>>>>

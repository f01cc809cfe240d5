//! Show/hide toggles for password fields on the login, signup and reset pages.

mod visibility;
pub use visibility::{
    apply_visibility, sync_companion, FieldGroup, FieldVisibility, MaskableField, ToggleControl,
};

#[cfg(target_arch = "wasm32")]
mod dom;
#[cfg(target_arch = "wasm32")]
pub use dom::install_toggles;
//! Score data embedded by the server as JSON attributes on the chart canvas.

use serde::de::DeserializeOwned;
use thiserror::Error;

/// Axis maxima at or below this use fine ticks.
const FINE_STEP_LIMIT: f64 = 20.0;

#[derive(Debug, Error)]
pub enum ChartDataError {
    #[error("labels attribute is not a JSON array of strings: {0}")]
    MalformedLabels(#[source] serde_json::Error),
    #[error("scores attribute is not a JSON array of numbers: {0}")]
    MalformedScores(#[source] serde_json::Error),
}

/// Outcome of reading the two attributes.
#[derive(Debug, Clone, PartialEq)]
pub enum ChartData {
    /// Either sequence is empty.
    Empty,
    /// Both sequences have entries but cannot be index-aligned.
    Mismatched { labels: usize, scores: usize },
    Ready(ScoreSeries),
}

impl ChartData {
    /// Decode the raw attribute values. An absent or blank attribute reads
    /// as an empty array.
    pub fn parse(labels: Option<&str>, scores: Option<&str>) -> Result<Self, ChartDataError> {
        let labels: Vec<String> = decode(labels).map_err(ChartDataError::MalformedLabels)?;
        let scores: Vec<f64> = decode(scores).map_err(ChartDataError::MalformedScores)?;

        if labels.is_empty() || scores.is_empty() {
            return Ok(Self::Empty);
        }
        if labels.len() != scores.len() {
            return Ok(Self::Mismatched {
                labels: labels.len(),
                scores: scores.len(),
            });
        }
        Ok(Self::Ready(ScoreSeries { labels, scores }))
    }
}

fn decode<T: DeserializeOwned>(raw: Option<&str>) -> Result<Vec<T>, serde_json::Error> {
    match raw.map(str::trim) {
        None | Some("") => Ok(Vec::new()),
        Some(json) => serde_json::from_str(json),
    }
}

/// Non-empty, index-aligned exam dates and scores.
#[derive(Debug, Clone, PartialEq)]
pub struct ScoreSeries {
    labels: Vec<String>,
    scores: Vec<f64>,
}

impl ScoreSeries {
    pub fn labels(&self) -> &[String] {
        &self.labels
    }

    pub fn scores(&self) -> &[f64] {
        &self.scores
    }

    pub fn len(&self) -> usize {
        self.scores.len()
    }

    pub fn is_empty(&self) -> bool {
        self.scores.is_empty()
    }

    /// Highest score, never below `floor`.
    pub fn max_score(&self, floor: f64) -> f64 {
        self.scores.iter().copied().fold(floor, f64::max)
    }

    pub fn axis(&self, floor: f64) -> AxisScale {
        AxisScale::for_max(self.max_score(floor))
    }

    /// Latest score strictly beats the one before it. Ties do not count.
    pub fn improved(&self) -> bool {
        match self.scores.as_slice() {
            [.., previous, latest] => latest > previous,
            _ => false,
        }
    }
}

/// Y axis derived from the highest score.
#[derive(Debug, Clone, Copy, PartialEq)]
pub struct AxisScale {
    pub max_score: f64,
    pub y_max: f64,
    pub step: f64,
}

impl AxisScale {
    pub fn for_max(max_score: f64) -> Self {
        let step = if max_score <= FINE_STEP_LIMIT { 2.0 } else { 5.0 };
        Self {
            max_score,
            y_max: max_score + 2.0,
            step,
        }
    }

    /// Share of the maximum, in percent.
    pub fn percentage(&self, score: f64) -> f64 {
        score / self.max_score * 100.0
    }
}
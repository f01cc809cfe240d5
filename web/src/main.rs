use dioxus::prelude::*;
use tracing::Level;

use ui::chart::{default_backend, ChartMount, ChartPanel};
use ui::page;

fn main() {
    dioxus::logger::init(Level::INFO).ok();

    page::on_ready(|| {
        if let Some(mount) = page::enhance() {
            launch_chart(mount);
        }
    });
}

/// Render the score chart panel into the container the page gave us.
#[cfg(feature = "web")]
fn launch_chart(mount: ChartMount) {
    let root = mount.container_id.clone();
    dioxus::LaunchBuilder::web()
        .with_cfg(dioxus::web::Config::new().rootname(root))
        .with_context(mount)
        .launch(ChartRoot);
}

#[cfg(not(feature = "web"))]
fn launch_chart(mount: ChartMount) {
    dioxus::LaunchBuilder::new().with_context(mount).launch(ChartRoot);
}

#[component]
fn ChartRoot() -> Element {
    let mount = use_context::<ChartMount>();
    let backend = use_hook(default_backend);

    rsx! {
        ChartPanel {
            state: mount.state,
            backend,
            config: mount.config,
            container_id: mount.container_id,
        }
    }
}
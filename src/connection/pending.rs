// Copyright 2026 Layne Penney
// SPDX-License-Identifier: AGPL-3.0-or-later

//! In-flight request tracking.
//!
//! Every outbound request registers a [`PendingTicket`] before its frame is
//! sent. The entry is removed by exactly one of: a matching response
//! ([`PendingTable::complete`]), the caller's deadline
//! ([`PendingTable::cancel`]), or a connection transition
//! ([`PendingTable::fail_all`]). Removal and delivery happen under one lock,
//! so a caller that loses the race to remove its own entry can rely on the
//! outcome already sitting in its channel.

use std::collections::HashMap;
use std::sync::Arc;

use parking_lot::Mutex;
use serde_json::Value;
use tokio::sync::oneshot;
use tokio::time::Instant;

use crate::protocol::{CorrelationId, RpcError};
use crate::transport::TransportError;

/// How a pending request ended.
#[derive(Debug)]
pub enum PendingOutcome {
    /// The server answered.
    Response(Result<Value, RpcError>),
    /// The connection failed or closed first.
    Failed(TransportError),
}

struct Entry {
    method: String,
    deadline: Instant,
    sender: oneshot::Sender<PendingOutcome>,
}

struct Inner {
    open: bool,
    entries: HashMap<CorrelationId, Entry>,
}

/// A connection's map of in-flight requests.
#[derive(Clone)]
pub struct PendingTable {
    inner: Arc<Mutex<Inner>>,
}

impl PendingTable {
    pub fn new() -> Self {
        Self {
            inner: Arc::new(Mutex::new(Inner {
                open: true,
                entries: HashMap::new(),
            })),
        }
    }

    /// Track a request about to be sent.
    ///
    /// Fails once the table was closed by [`fail_all`](Self::fail_all) and not
    /// yet reopened.
    pub fn register(
        &self,
        id: CorrelationId,
        method: &str,
        deadline: Instant,
    ) -> Result<PendingTicket, TransportError> {
        let (sender, receiver) = oneshot::channel();
        let mut inner = self.inner.lock();
        if !inner.open {
            return Err(TransportError::Closed("connection is not accepting requests".into()));
        }
        inner.entries.insert(
            id.clone(),
            Entry {
                method: method.to_string(),
                deadline,
                sender,
            },
        );
        Ok(PendingTicket {
            id,
            table: self.clone(),
            receiver,
        })
    }

    /// Deliver a response. Returns false when no request has this id.
    pub fn complete(&self, id: &CorrelationId, outcome: Result<Value, RpcError>) -> bool {
        let mut inner = self.inner.lock();
        match inner.entries.remove(id) {
            Some(entry) => {
                let _ = entry.sender.send(PendingOutcome::Response(outcome));
                true
            }
            None => false,
        }
    }

    /// Remove a request whose deadline passed. Returns false when another
    /// path already resolved it.
    pub fn cancel(&self, id: &CorrelationId) -> bool {
        self.inner.lock().entries.remove(id).is_some()
    }

    /// Fail every in-flight request and refuse new ones until
    /// [`reopen`](Self::reopen). Returns how many were failed.
    pub fn fail_all(&self, error: TransportError) -> usize {
        let mut inner = self.inner.lock();
        inner.open = false;
        let drained: Vec<_> = inner.entries.drain().collect();
        let count = drained.len();
        for (_, entry) in drained {
            let _ = entry.sender.send(PendingOutcome::Failed(error.clone()));
        }
        count
    }

    /// Accept requests again after a new transport is open.
    pub fn reopen(&self) {
        self.inner.lock().open = true;
    }

    pub fn len(&self) -> usize {
        self.inner.lock().entries.len()
    }

    pub fn is_empty(&self) -> bool {
        self.len() == 0
    }

    /// Method and deadline of an in-flight request.
    pub fn describe(&self, id: &CorrelationId) -> Option<(String, Instant)> {
        self.inner
            .lock()
            .entries
            .get(id)
            .map(|e| (e.method.clone(), e.deadline))
    }
}

impl Default for PendingTable {
    fn default() -> Self {
        Self::new()
    }
}

/// A registered request. Dropping it removes the entry if still present.
pub struct PendingTicket {
    id: CorrelationId,
    table: PendingTable,
    receiver: oneshot::Receiver<PendingOutcome>,
}

impl PendingTicket {
    pub fn id(&self) -> &CorrelationId {
        &self.id
    }

    /// Wait for the outcome until `deadline`. `None` means this caller won
    /// the timeout race and the entry is gone.
    pub async fn wait_until(&mut self, deadline: Instant) -> Option<PendingOutcome> {
        match tokio::time::timeout_at(deadline, &mut self.receiver).await {
            Ok(outcome) => Some(outcome.unwrap_or_else(|_| {
                PendingOutcome::Failed(TransportError::Closed("request dropped".into()))
            })),
            Err(_) => {
                if self.table.cancel(&self.id) {
                    return None;
                }
                // Resolved concurrently; the outcome is already in the channel.
                Some((&mut self.receiver).await.unwrap_or_else(|_| {
                    PendingOutcome::Failed(TransportError::Closed("request dropped".into()))
                }))
            }
        }
    }
}

impl Drop for PendingTicket {
    fn drop(&mut self) {
        self.table.cancel(&self.id);
    }
}
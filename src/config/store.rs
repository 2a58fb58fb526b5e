// Copyright 2026 Layne Penney
// SPDX-License-Identifier: AGPL-3.0-or-later

//! Persistence for the registry's server list.

use async_trait::async_trait;
use parking_lot::Mutex;
use std::path::{Path, PathBuf};

use crate::error::ConfigError;

use super::loader::{load_config_file, save_config_file};
use super::types::{BridgeConfig, BridgeSettings, ServerConfig};

/// Where the registry writes its server list after every mutation.
#[async_trait]
pub trait ConfigStore: Send + Sync {
    /// Persist the current server list.
    async fn save(&self, servers: &[ServerConfig]) -> Result<(), ConfigError>;

    /// Human-readable location, for logs.
    fn describe(&self) -> String;
}

/// Rewrites a config file in place, preserving its settings block.
pub struct FileConfigStore {
    path: PathBuf,
    settings: BridgeSettings,
}

impl FileConfigStore {
    pub fn new(path: impl Into<PathBuf>, settings: BridgeSettings) -> Self {
        Self {
            path: path.into(),
            settings,
        }
    }

    /// Open an existing file, keeping whatever settings it carries.
    pub fn open(path: impl Into<PathBuf>) -> Result<Self, ConfigError> {
        let path = path.into();
        let settings = if path.exists() {
            load_config_file(&path)?.settings
        } else {
            BridgeSettings::default()
        };
        Ok(Self { path, settings })
    }

    pub fn path(&self) -> &Path {
        &self.path
    }
}

#[async_trait]
impl ConfigStore for FileConfigStore {
    async fn save(&self, servers: &[ServerConfig]) -> Result<(), ConfigError> {
        let config = BridgeConfig {
            servers: servers.to_vec(),
            settings: self.settings.clone(),
        };
        let path = self.path.clone();
        tokio::task::spawn_blocking(move || save_config_file(&path, &config))
            .await
            .map_err(|e| ConfigError::IoError(e.to_string()))?
    }

    fn describe(&self) -> String {
        self.path.display().to_string()
    }
}

/// Keeps the last saved list in memory.
#[derive(Default)]
pub struct MemoryConfigStore {
    saved: Mutex<Option<Vec<ServerConfig>>>,
    saves: Mutex<usize>,
}

impl MemoryConfigStore {
    pub fn new() -> Self {
        Self::default()
    }

    /// The most recently saved list.
    pub fn snapshot(&self) -> Option<Vec<ServerConfig>> {
        self.saved.lock().clone()
    }

    /// How many times `save` ran.
    pub fn save_count(&self) -> usize {
        *self.saves.lock()
    }
}

#[async_trait]
impl ConfigStore for MemoryConfigStore {
    async fn save(&self, servers: &[ServerConfig]) -> Result<(), ConfigError> {
        *self.saved.lock() = Some(servers.to_vec());
        *self.saves.lock() += 1;
        Ok(())
    }

    fn describe(&self) -> String {
        "memory".to_string()
    }
}

#[cfg(test)]
mod tests {
    use super::*;
    use tempfile::TempDir;

    #[tokio::test]
    async fn test_file_store_preserves_settings() {
        let temp = TempDir::new().unwrap();
        let path = temp.path().join("servers.json");
        std::fs::write(&path, r#"{"servers": [], "settings": {"maxToolsPerServer": 8}}"#).unwrap();

        let store = FileConfigStore::open(&path).unwrap();
        store
            .save(&[ServerConfig::stdio("echo", "echo-tool")])
            .await
            .unwrap();

        let reloaded = load_config_file(&path).unwrap();
        assert_eq!(reloaded.servers.len(), 1);
        assert_eq!(reloaded.settings.max_tools_per_server, 8);
        assert!(store.describe().ends_with("servers.json"));
    }

    #[tokio::test]
    async fn test_memory_store() {
        let store = MemoryConfigStore::new();
        assert!(store.snapshot().is_none());
        store.save(&[]).await.unwrap();
        store.save(&[ServerConfig::stdio("a", "x")]).await.unwrap();
        assert_eq!(store.save_count(), 2);
        assert_eq!(store.snapshot().unwrap().len(), 1);
    }
}
// Copyright 2026 Layne Penney
// SPDX-License-Identifier: AGPL-3.0-or-later

//! Toolbridge command line: inspect servers, list tools, and call one.

use std::path::PathBuf;
use std::time::Duration;

use anyhow::{bail, Context};
use clap::{Parser, Subcommand, ValueEnum};
use colored::Colorize;

use toolbridge::config::{self, BridgeConfig};
use toolbridge::telemetry::{init_telemetry, LogStyle, TelemetryConfig};
use toolbridge::{ConnectionState, ToolBridge, ToolCallResult, VERSION};

/// Toolbridge - connect an agent to pluggable tool-servers.
#[derive(Parser)]
#[command(name = "toolbridge")]
#[command(author, version, about = "Bridge an agent to tool-servers", long_about = None)]
struct Cli {
    /// Server list (JSON or YAML)
    #[arg(short, long, env = "TOOLBRIDGE_CONFIG")]
    config: Option<PathBuf>,

    /// How long to wait for servers to become ready
    #[arg(long, default_value_t = 10_000)]
    wait_ms: u64,

    /// Output format
    #[arg(short = 'f', long, value_enum, default_value = "text", global = true)]
    format: OutputFormat,

    /// More log output (-v debug, -vv trace)
    #[arg(short, long, action = clap::ArgAction::Count, global = true)]
    verbose: u8,

    /// Log filter directive, e.g. `toolbridge::connection=trace`
    #[arg(long, env = "TOOLBRIDGE_LOG", global = true)]
    log_filter: Option<String>,

    /// Log line layout
    #[arg(long, value_enum, default_value = "compact", global = true)]
    log_style: LogStyleArg,

    /// Disable colors in output and logs
    #[arg(long, global = true)]
    no_color: bool,

    #[command(subcommand)]
    command: Commands,
}

/// Output format.
#[derive(Clone, Copy, ValueEnum, Default, PartialEq, Eq)]
enum OutputFormat {
    #[default]
    Text,
    Json,
}

#[derive(Clone, Copy, ValueEnum, PartialEq, Eq)]
enum LogStyleArg {
    Compact,
    Full,
}

impl From<LogStyleArg> for LogStyle {
    fn from(style: LogStyleArg) -> Self {
        match style {
            LogStyleArg::Compact => LogStyle::Compact,
            LogStyleArg::Full => LogStyle::Full,
        }
    }
}

#[derive(Subcommand)]
enum Commands {
    /// List configured servers without connecting
    Servers,

    /// Connect and list every callable tool
    Tools,

    /// Connect and call one tool
    Call {
        /// Bare or qualified (`server.tool`) tool name
        name: String,

        /// Arguments as a JSON object
        #[arg(long, default_value = "{}")]
        args: String,

        /// Call deadline
        #[arg(long)]
        timeout_ms: Option<u64>,
    },

    /// Connect and show per-server health
    Health,

    /// Show version information
    Version,
}

#[tokio::main]
async fn main() -> anyhow::Result<()> {
    let cli = Cli::parse();

    if cli.no_color {
        colored::control::set_override(false);
    }
    let mut telemetry = TelemetryConfig::default()
        .with_verbosity(cli.verbose)
        .with_filter(cli.log_filter.clone())
        .with_style(cli.log_style.into());
    if cli.no_color {
        telemetry = telemetry.with_ansi(false);
    }
    let _guard = init_telemetry(&telemetry).context("failed to initialise logging")?;

    match &cli.command {
        Commands::Version => {
            println!("toolbridge {}", VERSION);
            Ok(())
        }
        Commands::Servers => {
            let (_, config) = load(&cli)?;
            print_servers(&config, cli.format)
        }
        Commands::Tools => {
            let bridge = connect(&cli).await?;
            let snapshot = bridge.list_tools();
            match cli.format {
                OutputFormat::Json => println!("{}", serde_json::to_string_pretty(&snapshot)?),
                OutputFormat::Text => {
                    if snapshot.tools.is_empty() {
                        println!("{}", "No tools available".yellow());
                    }
                    for tool in &snapshot.tools {
                        let name = if tool.ambiguous {
                            tool.name.yellow()
                        } else {
                            tool.name.bright_white()
                        };
                        println!(
                            "{} [{}] {}",
                            name,
                            tool.server_id.cyan(),
                            tool.description.as_deref().unwrap_or("").dimmed()
                        );
                    }
                    for warning in &snapshot.warnings {
                        println!("{} {}", "warning:".yellow().bold(), warning);
                    }
                }
            }
            bridge.shutdown().await;
            Ok(())
        }
        Commands::Call {
            name,
            args,
            timeout_ms,
        } => {
            let args: serde_json::Value =
                serde_json::from_str(args).context("--args must be valid JSON")?;
            let bridge = connect(&cli).await?;
            let result = bridge.call_tool(name, args, *timeout_ms).await;
            bridge.shutdown().await;
            print_result(&result, cli.format)?;
            if !result.is_ok() {
                std::process::exit(1);
            }
            Ok(())
        }
        Commands::Health => {
            let bridge = connect(&cli).await?;
            let health = bridge.health();
            match cli.format {
                OutputFormat::Json => println!("{}", serde_json::to_string_pretty(&health)?),
                OutputFormat::Text => {
                    for server in &health {
                        let state = match server.state {
                            ConnectionState::Ready => server.state.to_string().green(),
                            ConnectionState::Closed => server.state.to_string().red(),
                            _ => server.state.to_string().yellow(),
                        };
                        println!(
                            "{} {} tools={} reconnects={}",
                            server.server_id.bright_white(),
                            state,
                            server.tool_count,
                            server.reconnect_attempts
                        );
                        if let Some(error) = &server.last_error {
                            println!("  {} {}", "last error:".red(), error);
                        }
                    }
                }
            }
            bridge.shutdown().await;
            Ok(())
        }
    }
}

fn config_path(cli: &Cli) -> anyhow::Result<PathBuf> {
    match &cli.config {
        Some(path) => Ok(path.clone()),
        None => config::default_config_path().context("no config directory; pass --config"),
    }
}

fn load(cli: &Cli) -> anyhow::Result<(PathBuf, BridgeConfig)> {
    let path = config_path(cli)?;
    let config = config::load_config_file(&path)
        .with_context(|| format!("failed to load {}", path.display()))?;
    Ok((path, config))
}

async fn connect(cli: &Cli) -> anyhow::Result<ToolBridge> {
    let path = config_path(cli)?;
    let bridge = ToolBridge::from_config_file(&path)
        .await
        .with_context(|| format!("failed to start from {}", path.display()))?;

    let states = bridge
        .wait_until_ready(Duration::from_millis(cli.wait_ms))
        .await;
    if states.is_empty() {
        bail!("no enabled servers in {}", path.display());
    }
    for (id, state) in states.iter().filter(|(_, s)| !s.is_ready()) {
        eprintln!("{} server '{}' is {}", "warning:".yellow().bold(), id, state);
    }
    Ok(bridge)
}

fn print_servers(config: &BridgeConfig, format: OutputFormat) -> anyhow::Result<()> {
    if format == OutputFormat::Json {
        println!("{}", serde_json::to_string_pretty(&config.servers)?);
        return Ok(());
    }
    for server in &config.servers {
        let enabled = if server.enabled {
            "enabled".green()
        } else {
            "disabled".dimmed()
        };
        let target = server
            .url()
            .map(str::to_string)
            .unwrap_or_else(|| match &server.launch {
                config::LaunchSpec::Process { command, args, .. } => {
                    std::iter::once(command.as_str())
                        .chain(args.iter().map(String::as_str))
                        .collect::<Vec<_>>()
                        .join(" ")
                }
                config::LaunchSpec::Remote { url, .. } => url.clone(),
            });
        println!(
            "{} ({}) {} {}",
            server.id.bright_white(),
            server.transport_kind.to_string().cyan(),
            enabled,
            target.dimmed()
        );
    }
    Ok(())
}

fn print_result(result: &ToolCallResult, format: OutputFormat) -> anyhow::Result<()> {
    match format {
        OutputFormat::Json => println!("{}", serde_json::to_string_pretty(result)?),
        OutputFormat::Text => match result {
            ToolCallResult::Success { data, warnings, .. } => {
                for warning in warnings {
                    eprintln!("{} {}", "warning:".yellow().bold(), warning);
                }
                println!("{}", serde_json::to_string_pretty(data)?);
            }
            ToolCallResult::Failure {
                kind,
                message,
                retryable,
            } => {
                let hint = if *retryable { " (retryable)" } else { "" };
                eprintln!("{} {}{}", format!("{}:", kind).red().bold(), message, hint);
            }
        },
    }
    Ok(())
}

<<<<

Take every line above carrying "snapshot" and return it.

Reply:
    pub fn snapshot(&self) -> Option<Vec<ServerConfig>> {
        assert!(store.snapshot().is_none());
        assert_eq!(store.snapshot().unwrap().len(), 1);
            let snapshot = bridge.list_tools();
                OutputFormat::Json => println!("{}", serde_json::to_string_pretty(&snapshot)?),
                    if snapshot.tools.is_empty() {
                    for tool in &snapshot.tools {
                    for warning in &snapshot.warnings {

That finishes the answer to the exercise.